Once the line containing "This crate owns" is found in the entries below, restate it and each following line word for word, stopping after the line containing "of header entries.".

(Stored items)
____________
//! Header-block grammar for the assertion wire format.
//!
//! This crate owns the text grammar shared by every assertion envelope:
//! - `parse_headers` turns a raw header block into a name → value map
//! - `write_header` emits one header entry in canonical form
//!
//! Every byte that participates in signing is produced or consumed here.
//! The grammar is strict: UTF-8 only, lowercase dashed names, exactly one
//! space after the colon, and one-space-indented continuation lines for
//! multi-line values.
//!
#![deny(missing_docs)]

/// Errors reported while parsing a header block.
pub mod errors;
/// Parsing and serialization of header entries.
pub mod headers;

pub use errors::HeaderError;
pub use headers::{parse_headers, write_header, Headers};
____________
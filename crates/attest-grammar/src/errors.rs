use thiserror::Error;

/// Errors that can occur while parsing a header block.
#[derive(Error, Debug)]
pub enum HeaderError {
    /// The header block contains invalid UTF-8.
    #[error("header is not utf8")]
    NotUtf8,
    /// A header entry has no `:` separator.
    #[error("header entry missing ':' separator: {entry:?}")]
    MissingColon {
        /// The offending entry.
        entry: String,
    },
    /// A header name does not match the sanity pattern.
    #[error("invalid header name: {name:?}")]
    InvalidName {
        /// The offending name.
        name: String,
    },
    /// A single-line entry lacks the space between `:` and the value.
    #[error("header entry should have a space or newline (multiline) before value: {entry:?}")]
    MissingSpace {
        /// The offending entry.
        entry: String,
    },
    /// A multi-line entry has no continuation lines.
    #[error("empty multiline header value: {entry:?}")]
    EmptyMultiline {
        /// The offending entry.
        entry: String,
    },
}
____________
Exercise solution –
//! This crate owns the text grammar shared by every assertion envelope:
//! - `parse_headers` turns a raw header block into a name → value map
//! - `write_header` emits one header entry in canonical form
//!
//! Every byte that participates in signing is produced or consumed here.
//! The grammar is strict: UTF-8 only, lowercase dashed names, exactly one
//! space after the colon, and one-space-indented continuation lines for
//! multi-line values.
//!
#![deny(missing_docs)]

/// Errors reported while parsing a header block.
pub mod errors;
/// Parsing and serialization of header entries.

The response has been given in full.